Dataset records
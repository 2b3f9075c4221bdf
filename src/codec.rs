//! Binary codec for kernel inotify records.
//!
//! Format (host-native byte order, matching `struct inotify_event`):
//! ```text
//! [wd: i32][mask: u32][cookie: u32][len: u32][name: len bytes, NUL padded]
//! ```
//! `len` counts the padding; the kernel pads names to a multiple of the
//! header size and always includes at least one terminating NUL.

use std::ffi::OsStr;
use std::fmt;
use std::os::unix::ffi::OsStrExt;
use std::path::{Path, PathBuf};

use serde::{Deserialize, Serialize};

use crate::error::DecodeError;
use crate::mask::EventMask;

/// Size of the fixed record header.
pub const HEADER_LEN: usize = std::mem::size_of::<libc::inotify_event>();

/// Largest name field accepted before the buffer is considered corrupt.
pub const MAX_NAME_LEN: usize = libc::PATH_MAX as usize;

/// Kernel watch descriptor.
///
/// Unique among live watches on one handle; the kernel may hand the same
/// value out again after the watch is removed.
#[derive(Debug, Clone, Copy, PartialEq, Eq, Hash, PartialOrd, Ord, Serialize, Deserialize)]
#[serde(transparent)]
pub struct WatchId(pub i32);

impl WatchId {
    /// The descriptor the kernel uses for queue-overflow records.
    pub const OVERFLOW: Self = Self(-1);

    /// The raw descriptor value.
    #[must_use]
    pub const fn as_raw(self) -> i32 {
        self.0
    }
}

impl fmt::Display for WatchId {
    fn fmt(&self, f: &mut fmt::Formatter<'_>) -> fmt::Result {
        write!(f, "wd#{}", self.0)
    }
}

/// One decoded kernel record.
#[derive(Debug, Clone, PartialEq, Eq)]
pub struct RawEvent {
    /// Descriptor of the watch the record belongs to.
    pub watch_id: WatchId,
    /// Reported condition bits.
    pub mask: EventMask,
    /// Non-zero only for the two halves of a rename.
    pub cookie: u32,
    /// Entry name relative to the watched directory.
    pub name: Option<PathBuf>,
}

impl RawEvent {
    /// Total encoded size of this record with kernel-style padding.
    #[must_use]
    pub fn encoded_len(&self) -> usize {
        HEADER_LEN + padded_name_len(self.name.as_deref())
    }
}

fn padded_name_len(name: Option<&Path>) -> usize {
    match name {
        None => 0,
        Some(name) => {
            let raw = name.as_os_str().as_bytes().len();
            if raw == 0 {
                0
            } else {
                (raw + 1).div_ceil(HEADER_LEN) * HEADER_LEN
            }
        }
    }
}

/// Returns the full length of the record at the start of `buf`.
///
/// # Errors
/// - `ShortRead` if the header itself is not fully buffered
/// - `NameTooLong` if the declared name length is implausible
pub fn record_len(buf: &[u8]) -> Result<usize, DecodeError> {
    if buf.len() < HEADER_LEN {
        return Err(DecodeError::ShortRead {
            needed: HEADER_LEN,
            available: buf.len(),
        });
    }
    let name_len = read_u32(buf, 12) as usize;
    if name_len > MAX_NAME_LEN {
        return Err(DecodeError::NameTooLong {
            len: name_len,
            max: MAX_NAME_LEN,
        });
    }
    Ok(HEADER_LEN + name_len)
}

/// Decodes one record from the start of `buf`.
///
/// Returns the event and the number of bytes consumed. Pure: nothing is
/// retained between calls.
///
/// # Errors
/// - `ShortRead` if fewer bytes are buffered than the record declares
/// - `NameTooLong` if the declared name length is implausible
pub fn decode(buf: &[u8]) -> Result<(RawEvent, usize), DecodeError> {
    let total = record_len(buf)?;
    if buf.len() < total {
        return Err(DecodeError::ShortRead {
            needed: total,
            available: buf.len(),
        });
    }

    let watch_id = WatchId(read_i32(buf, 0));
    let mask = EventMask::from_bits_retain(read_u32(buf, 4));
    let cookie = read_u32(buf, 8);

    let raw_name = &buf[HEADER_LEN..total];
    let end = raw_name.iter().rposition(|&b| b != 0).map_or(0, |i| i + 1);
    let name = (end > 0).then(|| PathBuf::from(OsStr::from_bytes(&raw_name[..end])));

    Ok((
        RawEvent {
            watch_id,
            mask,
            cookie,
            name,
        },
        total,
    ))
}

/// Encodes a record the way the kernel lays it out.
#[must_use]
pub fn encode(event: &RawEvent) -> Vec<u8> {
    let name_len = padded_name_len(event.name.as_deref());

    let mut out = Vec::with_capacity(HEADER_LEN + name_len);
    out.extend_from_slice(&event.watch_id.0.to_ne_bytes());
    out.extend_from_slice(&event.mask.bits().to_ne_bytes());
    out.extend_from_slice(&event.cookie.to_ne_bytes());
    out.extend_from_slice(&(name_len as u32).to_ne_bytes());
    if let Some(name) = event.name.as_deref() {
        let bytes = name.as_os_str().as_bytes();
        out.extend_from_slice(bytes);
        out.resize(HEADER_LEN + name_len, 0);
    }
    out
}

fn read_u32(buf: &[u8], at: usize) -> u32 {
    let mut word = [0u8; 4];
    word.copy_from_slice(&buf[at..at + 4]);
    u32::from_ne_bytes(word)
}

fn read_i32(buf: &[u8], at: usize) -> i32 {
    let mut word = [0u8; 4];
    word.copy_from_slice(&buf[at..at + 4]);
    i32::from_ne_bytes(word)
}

* * *

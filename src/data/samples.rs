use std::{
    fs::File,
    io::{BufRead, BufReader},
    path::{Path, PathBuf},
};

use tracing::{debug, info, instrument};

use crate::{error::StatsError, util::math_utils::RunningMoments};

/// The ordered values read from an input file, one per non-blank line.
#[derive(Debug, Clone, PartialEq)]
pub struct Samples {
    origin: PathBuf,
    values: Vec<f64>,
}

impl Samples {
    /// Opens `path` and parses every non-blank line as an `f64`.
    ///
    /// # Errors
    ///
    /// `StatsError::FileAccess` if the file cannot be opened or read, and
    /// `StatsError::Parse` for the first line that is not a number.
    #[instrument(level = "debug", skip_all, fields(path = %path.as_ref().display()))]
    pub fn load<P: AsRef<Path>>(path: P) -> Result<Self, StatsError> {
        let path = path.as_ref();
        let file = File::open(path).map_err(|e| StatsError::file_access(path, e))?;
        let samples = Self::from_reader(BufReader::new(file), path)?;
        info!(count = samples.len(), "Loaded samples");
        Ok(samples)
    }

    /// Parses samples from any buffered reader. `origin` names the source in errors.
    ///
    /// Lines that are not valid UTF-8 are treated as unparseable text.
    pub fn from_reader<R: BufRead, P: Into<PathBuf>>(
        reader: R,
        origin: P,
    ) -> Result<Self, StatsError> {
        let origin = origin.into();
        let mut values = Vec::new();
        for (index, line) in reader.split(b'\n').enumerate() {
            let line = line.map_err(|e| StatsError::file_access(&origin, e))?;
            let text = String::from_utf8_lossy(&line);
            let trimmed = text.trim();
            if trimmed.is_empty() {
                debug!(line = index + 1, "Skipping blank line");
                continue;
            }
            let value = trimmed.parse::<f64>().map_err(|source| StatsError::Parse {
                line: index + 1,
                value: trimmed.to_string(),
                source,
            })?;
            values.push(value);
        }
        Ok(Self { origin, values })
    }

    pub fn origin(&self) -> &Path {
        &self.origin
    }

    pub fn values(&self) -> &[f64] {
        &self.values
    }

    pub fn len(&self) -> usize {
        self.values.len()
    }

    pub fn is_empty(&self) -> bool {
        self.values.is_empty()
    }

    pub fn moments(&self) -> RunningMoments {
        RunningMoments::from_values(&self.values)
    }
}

---

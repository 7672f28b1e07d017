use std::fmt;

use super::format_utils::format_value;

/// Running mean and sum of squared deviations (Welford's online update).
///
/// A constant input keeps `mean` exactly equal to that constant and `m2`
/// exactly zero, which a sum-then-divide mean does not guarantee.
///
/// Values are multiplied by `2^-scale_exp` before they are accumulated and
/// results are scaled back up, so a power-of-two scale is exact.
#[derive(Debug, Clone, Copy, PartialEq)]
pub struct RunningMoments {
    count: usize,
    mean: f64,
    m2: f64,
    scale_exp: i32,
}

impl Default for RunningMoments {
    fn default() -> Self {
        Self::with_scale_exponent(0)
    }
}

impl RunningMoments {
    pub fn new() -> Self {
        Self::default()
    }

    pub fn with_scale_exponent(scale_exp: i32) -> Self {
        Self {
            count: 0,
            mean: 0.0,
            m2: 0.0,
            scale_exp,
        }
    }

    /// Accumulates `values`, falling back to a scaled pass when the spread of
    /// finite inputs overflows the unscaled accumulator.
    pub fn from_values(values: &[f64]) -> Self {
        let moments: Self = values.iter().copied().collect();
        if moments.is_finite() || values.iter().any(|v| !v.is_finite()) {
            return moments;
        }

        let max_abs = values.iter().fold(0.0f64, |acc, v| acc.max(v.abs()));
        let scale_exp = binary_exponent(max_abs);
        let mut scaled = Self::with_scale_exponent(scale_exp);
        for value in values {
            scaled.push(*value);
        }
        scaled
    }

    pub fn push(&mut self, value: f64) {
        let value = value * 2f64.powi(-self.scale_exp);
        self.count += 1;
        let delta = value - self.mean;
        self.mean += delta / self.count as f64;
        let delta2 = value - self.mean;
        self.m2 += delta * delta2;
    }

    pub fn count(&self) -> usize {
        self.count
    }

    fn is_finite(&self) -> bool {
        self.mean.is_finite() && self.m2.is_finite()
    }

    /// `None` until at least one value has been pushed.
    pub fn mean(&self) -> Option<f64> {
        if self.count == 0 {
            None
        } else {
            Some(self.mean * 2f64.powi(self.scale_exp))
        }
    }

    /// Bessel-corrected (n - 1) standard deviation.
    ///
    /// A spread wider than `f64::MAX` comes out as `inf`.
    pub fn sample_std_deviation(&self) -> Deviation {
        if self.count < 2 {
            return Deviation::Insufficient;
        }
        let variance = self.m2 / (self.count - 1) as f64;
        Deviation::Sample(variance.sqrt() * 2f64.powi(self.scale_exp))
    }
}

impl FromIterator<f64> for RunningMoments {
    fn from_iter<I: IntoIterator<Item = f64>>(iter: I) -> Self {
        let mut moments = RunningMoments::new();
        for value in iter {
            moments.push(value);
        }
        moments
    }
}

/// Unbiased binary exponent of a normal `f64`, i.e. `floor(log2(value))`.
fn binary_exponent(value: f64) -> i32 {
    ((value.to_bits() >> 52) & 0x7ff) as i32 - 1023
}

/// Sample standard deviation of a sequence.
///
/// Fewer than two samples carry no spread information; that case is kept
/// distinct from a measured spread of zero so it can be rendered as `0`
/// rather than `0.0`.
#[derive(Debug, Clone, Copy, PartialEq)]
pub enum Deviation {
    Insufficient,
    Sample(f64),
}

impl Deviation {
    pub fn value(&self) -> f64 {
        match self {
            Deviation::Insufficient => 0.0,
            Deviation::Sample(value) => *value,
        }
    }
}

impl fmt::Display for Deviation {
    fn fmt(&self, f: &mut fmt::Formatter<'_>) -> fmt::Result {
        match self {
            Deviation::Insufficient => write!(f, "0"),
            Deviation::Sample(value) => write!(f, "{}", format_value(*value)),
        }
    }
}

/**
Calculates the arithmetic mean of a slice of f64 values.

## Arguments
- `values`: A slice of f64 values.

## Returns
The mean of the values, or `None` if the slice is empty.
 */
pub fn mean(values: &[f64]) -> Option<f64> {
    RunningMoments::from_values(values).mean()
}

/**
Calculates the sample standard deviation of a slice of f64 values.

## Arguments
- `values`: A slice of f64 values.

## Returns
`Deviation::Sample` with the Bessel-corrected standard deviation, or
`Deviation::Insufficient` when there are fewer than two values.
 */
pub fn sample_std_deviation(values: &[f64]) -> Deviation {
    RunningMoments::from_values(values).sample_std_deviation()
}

◆ **What the task requires**
Above are the records; from them, give again exactly the lines from the one containing "repository 2b3f9075c4221bdf" through the one containing "use crate::mask::EventMask;", both included.

◆ **Reply to the task**
repository 2b3f9075c4221bdf
filename src/codec.rs
//! Binary codec for kernel inotify records.
//!
//! Format (host-native byte order, matching `struct inotify_event`):
//! ```text
//! [wd: i32][mask: u32][cookie: u32][len: u32][name: len bytes, NUL padded]
//! ```
//! `len` counts the padding; the kernel pads names to a multiple of the
//! header size and always includes at least one terminating NUL.

use std::ffi::OsStr;
use std::fmt;
use std::os::unix::ffi::OsStrExt;
use std::path::{Path, PathBuf};

use serde::{Deserialize, Serialize};

use crate::error::DecodeError;
use crate::mask::EventMask;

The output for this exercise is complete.